Kannel is an open source WAP gateway. It attempts to provide this essential part of the WAP infrastructure freely to everyone so that the market potential for WAP services, both from wireless operators and specialized service providers, will be realized as efficiently as possible.

Kannel also works as an SMS gateway for GSM networks. Almost all GSM phones can send and receive SMS messages, so this is a way to serve many more clients than just those using a new WAP phone.

SMS, short message services, are widely used all over the world in huge amounts. The main use for Kannel is to link HTTP based services to various SMS centres using obscure protocols.

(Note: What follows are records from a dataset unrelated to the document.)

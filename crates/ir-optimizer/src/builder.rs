//! Pipeline Builder

use crate::passes::{
    ConstantFolding, DeadCodeElimination, DeadStoreElimination, GlobalDce, Inliner, LoopVectorizer, SlpVectorizer,
    Verifier,
};
use crate::{FunctionPass, FunctionPassAdaptor, FunctionPassManager, ModulePass, ModulePassManager, OptimizerConfig};
use std::fmt;

type FunctionPassFactory = Box<dyn Fn() -> Box<dyn FunctionPass>>;
type ModulePassFactory = Box<dyn Fn() -> Box<dyn ModulePass>>;

/// Inliner threshold for an optimization and size level
///
/// `None` at level 0, where only callees marked `Always` are inlined.
pub fn inline_threshold(opt_level: u8, size_level: u8) -> Option<usize> {
    match (opt_level, size_level) {
        (0, _) => None,
        (o, _) if o > 2 => Some(250),
        (_, 1) => Some(75),
        (_, s) if s >= 2 => Some(25),
        _ => Some(225),
    }
}

/// Decides which passes go into the function and module pass managers
pub struct PipelineBuilder {
    pub opt_level: u8,
    pub size_level: u8,
    pub inline_threshold: Option<usize>,
    pub loop_vectorize: bool,
    pub slp_vectorize: bool,
    pub vector_width: usize,
    pub verify_each: bool,
    function_extensions: Vec<FunctionPassFactory>,
    module_extensions: Vec<ModulePassFactory>,
}

impl PipelineBuilder {
    pub fn new(opt_level: u8, size_level: u8) -> Self {
        Self {
            opt_level,
            size_level,
            inline_threshold: inline_threshold(opt_level, size_level),
            loop_vectorize: false,
            slp_vectorize: false,
            vector_width: 1,
            verify_each: false,
            function_extensions: Vec::new(),
            module_extensions: Vec::new(),
        }
    }

    pub fn from_config(config: &OptimizerConfig) -> Self {
        let mut builder = Self::new(config.opt_level, config.size_level);
        builder.loop_vectorize = config.loop_vectorize;
        builder.slp_vectorize = config.slp_vectorize;
        builder.vector_width = config.vector_width;
        builder.verify_each = config.verify_each;
        builder
    }

    /// Add a function pass after the vectorizers
    ///
    /// The factory is called once for each pass manager being populated.
    pub fn add_function_extension(&mut self, factory: impl Fn() -> Box<dyn FunctionPass> + 'static) {
        self.function_extensions.push(Box::new(factory));
    }

    /// Add a module pass before the final verification
    pub fn add_module_extension(&mut self, factory: impl Fn() -> Box<dyn ModulePass> + 'static) {
        self.module_extensions.push(Box::new(factory));
    }

    pub fn populate_function_pass_manager(&self, manager: &mut FunctionPassManager) {
        manager.set_verify_each(self.verify_each);
        manager.add(Box::new(Verifier::new()));
        self.add_simplification(manager);
    }

    /// verify, inline, global DCE, per-function simplification, dead scratch
    /// stores, extensions, verify
    pub fn populate_module_pass_manager(&self, manager: &mut ModulePassManager) {
        manager.set_verify_each(self.verify_each);
        manager.add(Box::new(Verifier::new()));
        manager.add(Box::new(Inliner::new(self.inline_threshold)));
        manager.add(Box::new(GlobalDce::new()));

        let mut per_function = FunctionPassManager::new();
        per_function.set_verify_each(self.verify_each);
        self.add_simplification(&mut per_function);
        if !per_function.is_empty() {
            manager.add(Box::new(FunctionPassAdaptor::new(per_function)));
        }

        if self.opt_level > 0 {
            manager.add(Box::new(DeadStoreElimination::new()));
        }
        for factory in &self.module_extensions {
            manager.add(factory());
        }
        manager.add(Box::new(Verifier::new()));
    }

    fn add_simplification(&self, manager: &mut FunctionPassManager) {
        let vectorize = self.opt_level > 0 && self.vector_width > 1;
        if self.opt_level > 0 {
            manager.add(Box::new(ConstantFolding::new()));
        }
        if vectorize && self.loop_vectorize {
            manager.add(Box::new(LoopVectorizer::new(self.vector_width)));
        }
        if vectorize && self.slp_vectorize {
            manager.add(Box::new(SlpVectorizer::new(self.vector_width)));
        }
        for factory in &self.function_extensions {
            manager.add(factory());
        }
        if self.opt_level > 0 {
            manager.add(Box::new(DeadCodeElimination::new()));
        }
    }
}

impl fmt::Debug for PipelineBuilder {
    fn fmt(&self, f: &mut fmt::Formatter<'_>) -> fmt::Result {
        f.debug_struct("PipelineBuilder")
            .field("opt_level", &self.opt_level)
            .field("size_level", &self.size_level)
            .field("inline_threshold", &self.inline_threshold)
            .field("loop_vectorize", &self.loop_vectorize)
            .field("slp_vectorize", &self.slp_vectorize)
            .field("vector_width", &self.vector_width)
            .field("verify_each", &self.verify_each)
            .field("function_extensions", &self.function_extensions.len())
            .field("module_extensions", &self.module_extensions.len())
            .finish()
    }
}
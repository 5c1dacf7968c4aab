//! Feature Compiler
//!
//! Wires the whole data flow together: feature descriptions are built into a
//! [`feature_engine::FeatureSet`], assembled into a dataflow model, lowered
//! into an IR module and optimized for a target. The result can be executed
//! sample by sample through a [`Session`].

mod compiler;
mod config;
mod error;

pub use compiler::{CompiledModel, FeatureCompiler, Session};
pub use crate::config::CompilerConfig;
pub use error::CompilerError;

WAP, short for Wireless Application Protocol, is a collection of languages and tools and an infrastructure for implementing services for mobile phones. Traditionally such services have worked via normal phone calls or short textual messages (e.g., SMS messages in GSM networks). Neither are very efficient to use, nor very user friendly. WAP makes it possible to implement services similar to the World Wide Web.

Unlike marketers claim, WAP does not bring the existing content of the Internet directly to the phone. There are too many technical and other problems for this to ever work properly. The main problem is that Internet content is mainly in the form of HTML pages, and they are written in such a way as to require fast connections, fast processors, large memories, big screens, audio output, and may require fairly efficient input mechanisms. That’s OK, since they hopefully work better for traditional computers and networks that way. However, portable phones have very slow processors, very little memory, abysmal and intermittent bandwidth, little screens and extremely awkward input mechanisms. Most existing HTML pages simply will not work on them.

WAP defines a completely new markup language, the Wireless Markup Language (WML), which is simpler and much more strictly defined than HTML. It also defines a scripting language, WMLScript, which all browsers are required to support. To make things even simpler for the phones, it even defines its own bitmap format (Wireless Bitmap, or WBMP).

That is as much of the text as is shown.